REQUIRED WORK — Pull every line with the word "flush" out of the entries below.
....
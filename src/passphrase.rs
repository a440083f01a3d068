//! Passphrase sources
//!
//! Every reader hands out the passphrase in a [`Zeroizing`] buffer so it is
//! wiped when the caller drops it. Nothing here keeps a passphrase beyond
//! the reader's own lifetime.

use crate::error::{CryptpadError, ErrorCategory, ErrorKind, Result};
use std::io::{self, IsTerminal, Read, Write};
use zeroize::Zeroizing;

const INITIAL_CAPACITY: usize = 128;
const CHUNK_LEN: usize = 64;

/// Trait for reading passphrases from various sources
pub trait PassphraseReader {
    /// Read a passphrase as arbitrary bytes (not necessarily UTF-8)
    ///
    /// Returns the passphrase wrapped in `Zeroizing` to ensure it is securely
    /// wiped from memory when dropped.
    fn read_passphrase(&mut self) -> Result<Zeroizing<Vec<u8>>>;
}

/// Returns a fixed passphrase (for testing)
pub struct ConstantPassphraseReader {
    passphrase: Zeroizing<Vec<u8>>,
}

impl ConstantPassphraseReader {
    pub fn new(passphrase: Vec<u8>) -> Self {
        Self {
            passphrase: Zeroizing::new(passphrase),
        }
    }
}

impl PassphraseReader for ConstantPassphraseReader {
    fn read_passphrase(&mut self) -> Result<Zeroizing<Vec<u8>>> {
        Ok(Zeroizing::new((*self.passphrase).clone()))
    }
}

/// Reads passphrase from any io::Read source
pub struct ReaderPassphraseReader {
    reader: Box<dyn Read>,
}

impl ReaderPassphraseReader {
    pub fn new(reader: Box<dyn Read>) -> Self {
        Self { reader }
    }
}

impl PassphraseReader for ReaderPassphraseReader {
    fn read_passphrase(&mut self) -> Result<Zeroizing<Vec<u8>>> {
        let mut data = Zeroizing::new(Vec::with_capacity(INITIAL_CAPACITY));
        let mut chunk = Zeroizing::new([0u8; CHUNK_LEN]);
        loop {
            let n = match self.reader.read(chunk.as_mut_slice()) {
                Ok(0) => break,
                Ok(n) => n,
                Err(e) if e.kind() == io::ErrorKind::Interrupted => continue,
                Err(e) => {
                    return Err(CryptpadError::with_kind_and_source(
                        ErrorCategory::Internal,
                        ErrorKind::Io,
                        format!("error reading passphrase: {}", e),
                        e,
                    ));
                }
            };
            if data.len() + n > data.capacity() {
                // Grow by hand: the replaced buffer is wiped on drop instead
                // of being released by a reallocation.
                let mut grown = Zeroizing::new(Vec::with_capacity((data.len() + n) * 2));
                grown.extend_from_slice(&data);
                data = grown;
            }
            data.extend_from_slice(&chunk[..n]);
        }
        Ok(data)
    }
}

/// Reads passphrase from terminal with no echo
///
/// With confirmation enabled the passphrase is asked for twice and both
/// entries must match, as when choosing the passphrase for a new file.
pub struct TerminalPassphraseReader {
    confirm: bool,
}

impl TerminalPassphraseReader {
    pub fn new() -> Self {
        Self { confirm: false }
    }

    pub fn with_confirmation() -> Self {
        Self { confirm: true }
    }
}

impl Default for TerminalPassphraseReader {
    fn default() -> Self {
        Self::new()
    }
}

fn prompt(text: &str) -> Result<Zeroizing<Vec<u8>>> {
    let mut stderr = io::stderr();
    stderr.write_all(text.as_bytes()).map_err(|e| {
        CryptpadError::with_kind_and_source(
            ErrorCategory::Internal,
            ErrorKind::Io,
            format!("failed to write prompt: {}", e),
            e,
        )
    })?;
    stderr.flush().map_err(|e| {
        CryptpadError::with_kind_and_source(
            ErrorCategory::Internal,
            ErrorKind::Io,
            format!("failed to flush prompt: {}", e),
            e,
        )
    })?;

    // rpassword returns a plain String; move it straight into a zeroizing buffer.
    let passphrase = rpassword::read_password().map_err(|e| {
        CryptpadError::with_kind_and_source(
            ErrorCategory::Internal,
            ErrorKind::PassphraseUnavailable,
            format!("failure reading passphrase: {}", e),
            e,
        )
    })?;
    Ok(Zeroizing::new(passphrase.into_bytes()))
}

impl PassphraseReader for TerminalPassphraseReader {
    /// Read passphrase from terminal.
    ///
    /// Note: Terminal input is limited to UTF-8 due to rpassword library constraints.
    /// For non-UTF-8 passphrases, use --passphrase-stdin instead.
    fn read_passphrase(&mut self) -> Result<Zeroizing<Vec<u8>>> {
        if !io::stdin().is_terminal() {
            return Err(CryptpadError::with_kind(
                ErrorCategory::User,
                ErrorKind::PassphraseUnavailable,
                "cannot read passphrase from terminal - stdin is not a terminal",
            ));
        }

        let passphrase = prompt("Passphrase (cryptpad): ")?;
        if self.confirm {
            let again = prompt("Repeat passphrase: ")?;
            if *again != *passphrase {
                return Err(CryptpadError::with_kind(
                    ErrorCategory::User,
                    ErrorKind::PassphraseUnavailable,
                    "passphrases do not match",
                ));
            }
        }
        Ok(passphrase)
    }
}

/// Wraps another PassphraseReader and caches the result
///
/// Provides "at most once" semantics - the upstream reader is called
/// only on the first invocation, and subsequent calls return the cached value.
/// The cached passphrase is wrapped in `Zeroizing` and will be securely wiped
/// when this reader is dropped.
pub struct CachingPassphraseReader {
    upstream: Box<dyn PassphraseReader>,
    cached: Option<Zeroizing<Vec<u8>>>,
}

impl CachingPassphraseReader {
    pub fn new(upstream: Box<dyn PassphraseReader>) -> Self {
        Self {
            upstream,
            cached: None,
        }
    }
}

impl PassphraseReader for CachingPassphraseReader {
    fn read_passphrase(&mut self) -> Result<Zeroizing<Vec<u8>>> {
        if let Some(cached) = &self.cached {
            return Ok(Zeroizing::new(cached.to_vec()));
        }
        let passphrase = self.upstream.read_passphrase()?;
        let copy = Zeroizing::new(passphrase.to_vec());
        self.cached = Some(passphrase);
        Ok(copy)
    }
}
....
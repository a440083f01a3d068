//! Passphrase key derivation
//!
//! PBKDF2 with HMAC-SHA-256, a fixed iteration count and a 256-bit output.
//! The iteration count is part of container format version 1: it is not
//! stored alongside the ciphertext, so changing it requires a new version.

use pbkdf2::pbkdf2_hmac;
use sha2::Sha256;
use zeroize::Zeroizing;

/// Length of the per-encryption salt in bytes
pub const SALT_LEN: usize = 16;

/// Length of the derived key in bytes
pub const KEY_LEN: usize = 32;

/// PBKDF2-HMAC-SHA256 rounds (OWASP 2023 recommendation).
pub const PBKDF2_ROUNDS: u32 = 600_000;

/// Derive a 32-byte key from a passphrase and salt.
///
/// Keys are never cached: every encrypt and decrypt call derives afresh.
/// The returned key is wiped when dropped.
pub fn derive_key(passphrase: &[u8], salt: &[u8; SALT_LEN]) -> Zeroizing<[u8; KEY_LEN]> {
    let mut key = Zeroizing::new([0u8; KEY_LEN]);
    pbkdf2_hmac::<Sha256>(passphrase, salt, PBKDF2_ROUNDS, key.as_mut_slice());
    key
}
....
ANSWER BOX —
    stderr.flush().map_err(|e| {
            format!("failed to flush prompt: {}", e),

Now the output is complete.